Diabetic retinopathy is characterized by microvascular, neural and glial cell damage. Optical coherence tomography angiography (OCTA) can detect subclinical microvasculopathy while multifocal electroretinography (mfERG) can detect subclinical local retinal dysfunction before onset of clinically observable retinopathy. Here, we investigated the relationship between retinal dysfunction in multifocal electroretinography and vascular changes in optical coherence tomography angiography.
The study included 63 eyes of 63 diabetic patients without retinopathy (DM+DR-) and 68 eyes of 68 patients with non-proliferative diabetic retinopathy (NPDR). In addition, 64 eyes of 64 age and sex-matched subjects were included as the control group (CG). All subjects were evaluated using OCTA and mfERG.

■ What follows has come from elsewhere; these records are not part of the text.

use mock_service::{HealthStatus, MockConfig};
use qrload::core::{FailureKind, GENERATE_ENDPOINT};
use qrload::{HttpExecutor, ProbeError, RunError, Runner};
use qrload_tests::*;
use serde_json::json;
use std::time::Duration;

#[tokio::test]
#[ntest::timeout(10_000)]
async fn unhealthy_service_aborts_before_load() {
    let mock = mock(MockConfig::default().healthy(false)).await.unwrap();

    let err = runner(&mock)
        .unwrap()
        .scenario(spec(scenario("never", 50, 10), unique))
        .run()
        .await
        .unwrap_err();

    assert!(
        matches!(
            err,
            RunError::Preflight(ProbeError::Status { status: 503, .. })
        ),
        "{err}"
    );
    assert_eq!(mock.generated(), 0);
}

#[tokio::test]
#[ntest::timeout(10_000)]
async fn health_must_be_exactly_ok() {
    let mock = mock(MockConfig::default().health_status(HealthStatus::ACCEPTED))
        .await
        .unwrap();

    let err = runner(&mock)
        .unwrap()
        .scenario(spec(scenario("never", 5, 5), unique))
        .run()
        .await
        .unwrap_err();

    assert!(
        matches!(
            err,
            RunError::Preflight(ProbeError::Status { status: 202, .. })
        ),
        "{err}"
    );
    assert_eq!(mock.generated(), 0);
}

#[tokio::test]
#[ntest::timeout(10_000)]
async fn unreachable_service_aborts() {
    init();
    let executor = HttpExecutor::new("http://127.0.0.1:9").unwrap();
    let err = Runner::new(executor)
        .scenario(spec(scenario("never", 5, 5), unique))
        .run()
        .await
        .unwrap_err();

    assert!(matches!(
        err,
        RunError::Preflight(ProbeError::Unreachable { .. })
    ));
    assert!(err.to_string().starts_with("Pre-flight check failed"));
}

#[tokio::test(flavor = "multi_thread", worker_threads = 4)]
#[ntest::timeout(10_000)]
async fn slow_requests_fail_alone() {
    let mock = mock(MockConfig::default().delay(Duration::from_millis(10)))
        .await
        .unwrap();
    let executor = HttpExecutor::new(&mock.url())
        .unwrap()
        .timeout(Duration::from_millis(200));

    let report = Runner::new(executor)
        .scenario(spec(scenario("isolation", 10, 10), |idx: usize| {
            let delay_ms = if idx == 3 || idx == 7 { 1_000 } else { 10 };
            render(&format!("item-{idx}"), json!({ "delay_ms": delay_ms }))
        }))
        .run()
        .await
        .unwrap();

    let scenario = report.scenario("isolation").unwrap();
    assert_eq!(scenario.stats.successful, 8);
    assert_eq!(scenario.stats.failed, 2);
    assert_eq!(
        scenario.stats.errors.get("Request timed out after 200ms"),
        Some(&2)
    );

    for (idx, outcome) in scenario.outcomes.iter().enumerate() {
        if idx == 3 || idx == 7 {
            assert_eq!(outcome.failure, Some(FailureKind::Timeout));
            assert_eq!(outcome.status_code, 0);
            assert!(!outcome.cached);
        } else {
            assert!(outcome.success, "request {idx}: {:?}", outcome.error);
            assert_eq!(outcome.status_code, 200);
        }
    }
}

#[tokio::test(flavor = "multi_thread", worker_threads = 4)]
#[ntest::timeout(10_000)]
async fn every_failure_mode_is_an_outcome() {
    let mock = mock(MockConfig::default().delay(Duration::from_millis(1)))
        .await
        .unwrap();

    let report = runner(&mock)
        .unwrap()
        .scenario(spec(scenario("mixed", 8, 4), |idx: usize| {
            let data = format!("item-{idx}");
            match idx % 4 {
                0 => render(&data, json!({ "status": 503 })),
                1 => render(&data, json!({ "respond": "garbage" })),
                2 => render(&data, json!({ "respond": "reject" })),
                _ => render(&data, json!({})),
            }
        }))
        .run()
        .await
        .unwrap();

    let scenario = report.scenario("mixed").unwrap();
    assert_eq!(scenario.stats.total, 8);
    assert_eq!(scenario.stats.successful, 2);
    assert_eq!(scenario.stats.success_rate, 25.);
    assert_eq!(scenario.stats.errors.get("HTTP 503"), Some(&2));
    assert_eq!(scenario.stats.errors.get("invalid customization"), Some(&2));

    for (idx, outcome) in scenario.outcomes.iter().enumerate() {
        match idx % 4 {
            0 => {
                assert_eq!(outcome.failure, Some(FailureKind::Http));
                assert_eq!(outcome.status_code, 503);
            }
            1 => {
                assert_eq!(outcome.failure, Some(FailureKind::Decode));
                assert_eq!(outcome.status_code, 200);
                assert_eq!(outcome.body.as_deref(), Some("<html>upstream hiccup</html>"));
            }
            2 => assert_eq!(outcome.failure, Some(FailureKind::Rejected)),
            _ => assert!(outcome.success),
        }
    }
}

#[tokio::test(flavor = "multi_thread", worker_threads = 4)]
#[ntest::timeout(10_000)]
async fn rate_limited_requests_fail() {
    let mock = mock(
        MockConfig::default()
            .delay(Duration::from_millis(1))
            .rate_limit(5),
    )
    .await
    .unwrap();

    let report = runner(&mock)
        .unwrap()
        .scenario(spec(scenario("burst", 20, 20), unique))
        .run()
        .await
        .unwrap();

    let stats = &report.scenario("burst").unwrap().stats;
    assert_eq!(stats.total, 20);
    assert!(stats.successful <= 6, "{stats}");
    assert_eq!(stats.errors.get("HTTP 429").copied(), Some(stats.failed));
}

#[tokio::test]
#[ntest::timeout(10_000)]
async fn unknown_endpoint_is_http_failure() {
    let mock = mock(MockConfig::default()).await.unwrap();

    let report = runner(&mock)
        .unwrap()
        .scenario(spec(scenario("missing", 2, 2), |_idx: usize| {
            qrload::core::RequestSpec::new(
                GENERATE_ENDPOINT.replace("generate", "missing"),
                json!({ "data": "x" }),
            )
        }))
        .run()
        .await
        .unwrap();

    let stats = &report.scenario("missing").unwrap().stats;
    assert_eq!(stats.failed, 2);
    assert_eq!(stats.errors.get("HTTP 404"), Some(&2));
    assert!(stats.latency.is_none());
    assert!(stats.throughput_rps.is_none() || stats.throughput_rps == Some(0.));
}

The vascular density in the superficial and deep capillary plexus was significantly decreased in the DM+DR-group and the NPDR group compared with the CG group (except for the superficial foveal area, NPDR group vs. CG group) (p<0.05). The vascular density of the superficial and deep parafoveal region was significantly decreased in the NPDR group compared to the DM+DR-group (p<0.05). In circles of 2-, 5- and 10-degree, the amplitudes of the N1 and P1 waves were statistically significantly decreased in both the DM+DR- group and the NPDR group compared with the CG (p<0.05). When the NPDR group was compared with the DM+DR- group, there was a statistically significant decrease in the amplitude of the N1 and P1 waves in the circles of 2- and 5-degree (p<0.05). According to the correlation analysis, the amplitude and implicit times of the N1 and P1 waves showed weak-to-moderate correlation with vascular density (p<0.05).
The decreased peaks of mfERG wave provides evidence regarding neurodegenerative effect of DM-associated hyperglycemia. The decreased vascular density caused by hyperglycemia was topographically associated with the retinal dysfunction and neurodegeneration.

Copyright © 2021. Published by Elsevier B.V.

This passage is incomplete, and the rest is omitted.